Procédure civile : le CNB se prononce sur le projet de décret « Magicobus III »
Le Conseil national des barreaux (CNB) s’est prononcé sur un nouveau projet de décret de simplification de la procédure civile, dit « Magicobus III », qui s’inscrit dans la continuité des réformes engagées depuis 2024 pour moderniser et alléger les règles procédurales. Ce texte vise à simplifier et adapter la procédure civile aux pratiques actuelles, avec une entrée en vigueur envisagée en octobre 2026.
Le CNB soutient plusieurs mesures jugées utiles, notamment celles visant à clarifier les règles et renforcer la sécurité juridique. Il approuve par exemple l’encadrement des mesures d’instruction (), la précision des délais de péremption, ainsi que certaines évolutions concernant les modes amiables de règlement des différends (MARD). Il est également favorable à la dématérialisation, à condition que des garanties suffisantes soient prévues pour protéger les droits des parties.
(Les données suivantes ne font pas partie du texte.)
// Copyright 2019-2026 ChainSafe Systems
// SPDX-License-Identifier: Apache-2.0, MIT

//! Read-only access to chain data.
//!
//! Everything above this module reads the chain through [`DataSource`], so the same indexing
//! pipeline runs against a live node ([`NodeDataSource`]) or an in-process chain
//! (`memory::MemoryDataSource`, in tests).

#[cfg(test)]
pub mod memory;
pub mod node;

pub use node::NodeDataSource;

use std::collections::BTreeMap;

use async_trait::async_trait;
use cid::Cid;
use serde::{Deserialize, Serialize};

use crate::blocks::{Tipset, TipsetKey};
use crate::message::{ActorEvent, BlockMessages, ExecutedMessage, Message, Receipt};
use crate::shim::{
    address::Address, clock::ChainEpoch, state_tree::ActorState, version::NetworkVersion,
};

#[derive(Debug, Clone, PartialEq, Eq, thiserror::Error)]
pub enum Error {
    /// The node could not be reached or failed to answer. Retryable.
    #[error("chain unavailable: {0}")]
    ChainUnavailable(String),
    /// The requested object does not exist at the requested root. Terminal for that query.
    #[error("not found: {0}")]
    NotFound(String),
    #[error("{0}")]
    Other(String),
}

impl Error {
    pub fn is_retryable(&self) -> bool {
        matches!(self, Self::ChainUnavailable(_))
    }

    pub fn is_not_found(&self) -> bool {
        matches!(self, Self::NotFound(_))
    }
}

/// The decoded state of an actor alongside the actor itself.
#[derive(Debug, Clone, PartialEq, Eq, Serialize, Deserialize)]
pub struct ActorStateView {
    pub actor: ActorState,
    pub state: serde_json::Value,
}

/// Read-only capability set over a chain.
#[async_trait]
pub trait DataSource: Send + Sync {
    async fn chain_head(&self) -> Result<Tipset, Error>;

    async fn tipset(&self, key: &TipsetKey) -> Result<Tipset, Error>;

    /// Returns the tipset at `height` on the chain ending at `from`, or the nearest tipset below
    /// it when `height` is a null round. Callers compare heights to detect null rounds.
    async fn tipset_by_height(&self, height: ChainEpoch, from: &TipsetKey)
    -> Result<Tipset, Error>;

    /// Messages included in a block.
    async fn block_messages(&self, block: &Cid) -> Result<BlockMessages, Error>;

    /// Receipts of the parent tipset's messages, in execution order, as committed by `block`.
    async fn parent_receipts(&self, block: &Cid) -> Result<Vec<Receipt>, Error>;

    /// The deduplicated messages of the parent tipset, in execution order.
    async fn parent_messages(&self, block: &Cid) -> Result<Vec<(Cid, Message)>, Error>;

    async fn actor(&self, address: &Address, key: &TipsetKey) -> Result<ActorState, Error>;

    async fn actor_state(&self, address: &Address, ts: &Tipset) -> Result<ActorStateView, Error>;

    /// Actors whose state differs between two state roots, keyed by address.
    async fn changed_actors(
        &self,
        old_root: &Cid,
        new_root: &Cid,
    ) -> Result<BTreeMap<Address, ActorState>, Error>;

    /// Every message applied while producing `current` from `executed`, with its execution trace.
    async fn message_executions(
        &self,
        current: &Tipset,
        executed: &Tipset,
    ) -> Result<Vec<ExecutedMessage>, Error>;

    /// Events stored under a receipt's events root.
    async fn events(&self, events_root: &Cid) -> Result<Vec<ActorEvent>, Error>;

    /// Decodes method parameters into JSON, when the node knows the actor's interface.
    async fn decode_params(
        &self,
        to: &Address,
        method: u64,
        params: &[u8],
        key: &TipsetKey,
    ) -> Result<serde_json::Value, Error>;

    /// Builtin actor code CIDs by name, for actors versions bundled since network version 16.
    async fn actor_code_cids(&self, version: NetworkVersion) -> Result<BTreeMap<String, Cid>, Error>;

    fn network_version(&self, height: ChainEpoch) -> NetworkVersion;
}

/// A peer connected to the node.
#[derive(Debug, Clone, PartialEq, Eq, Serialize, Deserialize)]
#[serde(rename_all = "PascalCase")]
pub struct PeerInfo {
    #[serde(rename = "ID")]
    pub id: String,
    #[serde(with = "crate::lotus_json::nullable_vec", default)]
    pub addrs: Vec<String>,
}

/// Node state that is not part of the chain: networking and sync progress.
#[async_trait]
pub trait NodeInfo: Send + Sync {
    async fn net_id(&self) -> Result<String, Error>;

    async fn net_peers(&self) -> Result<Vec<PeerInfo>, Error>;

    async fn net_agent_version(&self, peer: &str) -> Result<String, Error>;

    /// Raw sync status as reported by the node.
    async fn sync_state(&self) -> Result<serde_json::Value, Error>;
}

#[cfg(test)]
mod tests {
    use super::*;

    #[test]
    fn retry_classification() {
        assert!(Error::ChainUnavailable("timeout".into()).is_retryable());
        assert!(!Error::NotFound("actor".into()).is_retryable());
        assert!(Error::NotFound("actor".into()).is_not_found());
    }
}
En revanche, le CNB exprime de fortes réserves sur certaines mesures, notamment la généralisation des convocations par lettre simple, qui pourrait fragiliser l’information des justiciables et entraîner des dysfonctionnements. Il critique aussi certaines évolutions de la procédure prud’homale, jugées trop contraignantes ou inadaptées, notamment en matière de communication des pièces dès le début de la procédure.
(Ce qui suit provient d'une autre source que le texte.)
// Copyright 2019-2026 ChainSafe Systems
// SPDX-License-Identifier: Apache-2.0, MIT

use crate::datasource::PeerInfo;
use crate::rpc::{Ctx, RpcMethod, ServerError};

macro_rules! for_each_method {
    ($callback:path) => {
        $callback!(crate::rpc::methods::net::NetId);
        $callback!(crate::rpc::methods::net::NetPeers);
        $callback!(crate::rpc::methods::net::NetAgentVersion);
        $callback!(crate::rpc::methods::net::SyncState);
    };
}
pub(crate) use for_each_method;

pub enum NetId {}
impl RpcMethod<0> for NetId {
    const NAME: &'static str = "Filecoin.ID";
    const PARAM_NAMES: [&'static str; 0] = [];

    type Params = ();
    type Ok = String;

    async fn handle(ctx: Ctx, (): Self::Params) -> Result<Self::Ok, ServerError> {
        Ok(ctx.node.net_id().await?)
    }
}

pub enum NetPeers {}
impl RpcMethod<0> for NetPeers {
    const NAME: &'static str = "Filecoin.NetPeers";
    const PARAM_NAMES: [&'static str; 0] = [];

    type Params = ();
    type Ok = Vec<PeerInfo>;

    async fn handle(ctx: Ctx, (): Self::Params) -> Result<Self::Ok, ServerError> {
        Ok(ctx.node.net_peers().await?)
    }
}

pub enum NetAgentVersion {}
impl RpcMethod<1> for NetAgentVersion {
    const NAME: &'static str = "Filecoin.NetAgentVersion";
    const PARAM_NAMES: [&'static str; 1] = ["peerId"];

    type Params = (String,);
    type Ok = String;

    async fn handle(ctx: Ctx, (peer,): Self::Params) -> Result<Self::Ok, ServerError> {
        Ok(ctx.node.net_agent_version(&peer).await?)
    }
}

/// Sync progress as the node reports it.
pub enum SyncState {}
impl RpcMethod<0> for SyncState {
    const NAME: &'static str = "Filecoin.SyncState";
    const PARAM_NAMES: [&'static str; 0] = [];

    type Params = ();
    type Ok = serde_json::Value;

    async fn handle(ctx: Ctx, (): Self::Params) -> Result<Self::Ok, ServerError> {
        Ok(ctx.node.sync_state().await?)
    }
}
Surtout, le CNB s’oppose fermement à une mesure permettant au juge de statuer en cas de non-comparution du défendeur sans examiner le fond du dossier. Il considère que ce mécanisme porterait atteinte aux principes fondamentaux du procès, en particulier le contradictoire et le rôle du juge, et pourrait fragiliser les justiciables les plus vulnérables.
Enfin, le CNB propose d’intégrer certaines améliorations supplémentaires, notamment pour mieux protéger le secret professionnel des avocats et sécuriser certaines procédures. Globalement, il soutient l’objectif de simplification, mais refuse toute réforme qui se ferait au détriment des garanties essentielles de l’État de droit.